Work task: Only the lines from the line containing "Ok((written_chunk_entry, chunk_offset))" to the end of the entries should be repeated, exactly as they appear.

(Saved data entries)

^^^^^^^^^^^^^^^^

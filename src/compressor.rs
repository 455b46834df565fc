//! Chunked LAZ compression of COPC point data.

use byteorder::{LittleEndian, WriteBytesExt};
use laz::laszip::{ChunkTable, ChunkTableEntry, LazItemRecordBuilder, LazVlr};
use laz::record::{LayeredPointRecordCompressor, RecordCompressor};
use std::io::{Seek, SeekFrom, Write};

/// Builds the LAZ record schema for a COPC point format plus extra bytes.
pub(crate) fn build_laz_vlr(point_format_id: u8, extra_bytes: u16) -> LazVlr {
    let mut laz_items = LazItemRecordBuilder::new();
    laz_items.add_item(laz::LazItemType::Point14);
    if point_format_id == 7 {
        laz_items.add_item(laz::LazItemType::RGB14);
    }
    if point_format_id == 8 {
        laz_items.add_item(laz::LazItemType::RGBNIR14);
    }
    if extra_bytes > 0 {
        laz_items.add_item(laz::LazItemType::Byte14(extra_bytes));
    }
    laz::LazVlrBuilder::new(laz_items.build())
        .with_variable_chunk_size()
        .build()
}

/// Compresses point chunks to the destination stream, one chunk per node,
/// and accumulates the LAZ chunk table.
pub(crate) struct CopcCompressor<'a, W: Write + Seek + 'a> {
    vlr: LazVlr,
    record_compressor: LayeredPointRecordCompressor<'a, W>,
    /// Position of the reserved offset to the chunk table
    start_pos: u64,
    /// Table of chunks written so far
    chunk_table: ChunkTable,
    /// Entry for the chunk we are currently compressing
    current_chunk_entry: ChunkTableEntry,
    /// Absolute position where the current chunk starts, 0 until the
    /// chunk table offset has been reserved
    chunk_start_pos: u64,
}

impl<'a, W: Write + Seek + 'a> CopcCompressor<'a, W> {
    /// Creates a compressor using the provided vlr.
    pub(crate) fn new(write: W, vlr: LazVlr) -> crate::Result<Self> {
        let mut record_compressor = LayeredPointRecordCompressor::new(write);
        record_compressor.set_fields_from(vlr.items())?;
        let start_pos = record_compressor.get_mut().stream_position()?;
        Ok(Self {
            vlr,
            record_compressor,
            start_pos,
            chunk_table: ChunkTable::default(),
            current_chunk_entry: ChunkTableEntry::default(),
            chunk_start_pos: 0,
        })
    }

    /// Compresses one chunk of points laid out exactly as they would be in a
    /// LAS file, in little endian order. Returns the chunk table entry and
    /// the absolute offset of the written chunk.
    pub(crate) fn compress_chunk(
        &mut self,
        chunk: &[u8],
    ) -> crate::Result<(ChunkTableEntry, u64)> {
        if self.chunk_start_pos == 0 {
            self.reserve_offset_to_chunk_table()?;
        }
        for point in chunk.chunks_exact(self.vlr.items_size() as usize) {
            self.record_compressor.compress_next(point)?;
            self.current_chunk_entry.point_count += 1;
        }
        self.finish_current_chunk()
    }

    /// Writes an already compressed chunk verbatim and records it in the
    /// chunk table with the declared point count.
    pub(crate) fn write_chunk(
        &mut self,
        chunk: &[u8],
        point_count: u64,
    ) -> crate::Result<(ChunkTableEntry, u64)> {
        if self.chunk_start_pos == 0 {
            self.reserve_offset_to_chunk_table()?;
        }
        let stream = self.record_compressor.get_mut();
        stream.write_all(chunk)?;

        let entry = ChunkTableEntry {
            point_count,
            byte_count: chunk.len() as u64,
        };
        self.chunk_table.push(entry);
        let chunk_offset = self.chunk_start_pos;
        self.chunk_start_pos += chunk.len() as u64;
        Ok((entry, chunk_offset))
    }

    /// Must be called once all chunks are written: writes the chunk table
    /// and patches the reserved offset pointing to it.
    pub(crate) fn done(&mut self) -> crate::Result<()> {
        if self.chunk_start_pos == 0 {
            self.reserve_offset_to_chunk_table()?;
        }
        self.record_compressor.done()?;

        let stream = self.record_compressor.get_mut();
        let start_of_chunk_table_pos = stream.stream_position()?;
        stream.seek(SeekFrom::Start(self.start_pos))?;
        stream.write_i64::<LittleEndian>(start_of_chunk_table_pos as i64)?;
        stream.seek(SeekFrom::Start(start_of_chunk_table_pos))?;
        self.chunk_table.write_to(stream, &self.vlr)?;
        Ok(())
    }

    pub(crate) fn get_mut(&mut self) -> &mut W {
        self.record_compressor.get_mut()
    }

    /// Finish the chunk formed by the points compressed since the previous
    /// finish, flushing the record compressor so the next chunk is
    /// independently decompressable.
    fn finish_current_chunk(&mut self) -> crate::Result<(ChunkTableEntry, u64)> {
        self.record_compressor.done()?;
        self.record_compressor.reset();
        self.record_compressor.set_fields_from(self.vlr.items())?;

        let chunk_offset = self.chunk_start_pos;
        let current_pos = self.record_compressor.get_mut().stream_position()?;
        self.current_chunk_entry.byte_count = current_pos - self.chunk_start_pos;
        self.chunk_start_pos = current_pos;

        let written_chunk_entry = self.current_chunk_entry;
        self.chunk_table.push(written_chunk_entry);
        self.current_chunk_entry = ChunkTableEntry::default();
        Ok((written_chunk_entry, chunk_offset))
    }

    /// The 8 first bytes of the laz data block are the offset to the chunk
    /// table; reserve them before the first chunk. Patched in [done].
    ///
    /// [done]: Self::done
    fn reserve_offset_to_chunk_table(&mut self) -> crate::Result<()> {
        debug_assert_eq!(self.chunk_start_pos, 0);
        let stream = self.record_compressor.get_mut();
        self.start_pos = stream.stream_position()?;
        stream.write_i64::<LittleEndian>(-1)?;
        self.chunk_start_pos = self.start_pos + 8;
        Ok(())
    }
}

^^^^^^^^^^^^^^^^

Reply:
        Ok((written_chunk_entry, chunk_offset))
    }

    /// The 8 first bytes of the laz data block are the offset to the chunk
    /// table; reserve them before the first chunk. Patched in [done].
    ///
    /// [done]: Self::done
    fn reserve_offset_to_chunk_table(&mut self) -> crate::Result<()> {
        debug_assert_eq!(self.chunk_start_pos, 0);
        let stream = self.record_compressor.get_mut();
        self.start_pos = stream.stream_position()?;
        stream.write_i64::<LittleEndian>(-1)?;
        self.chunk_start_pos = self.start_pos + 8;
        Ok(())
    }
}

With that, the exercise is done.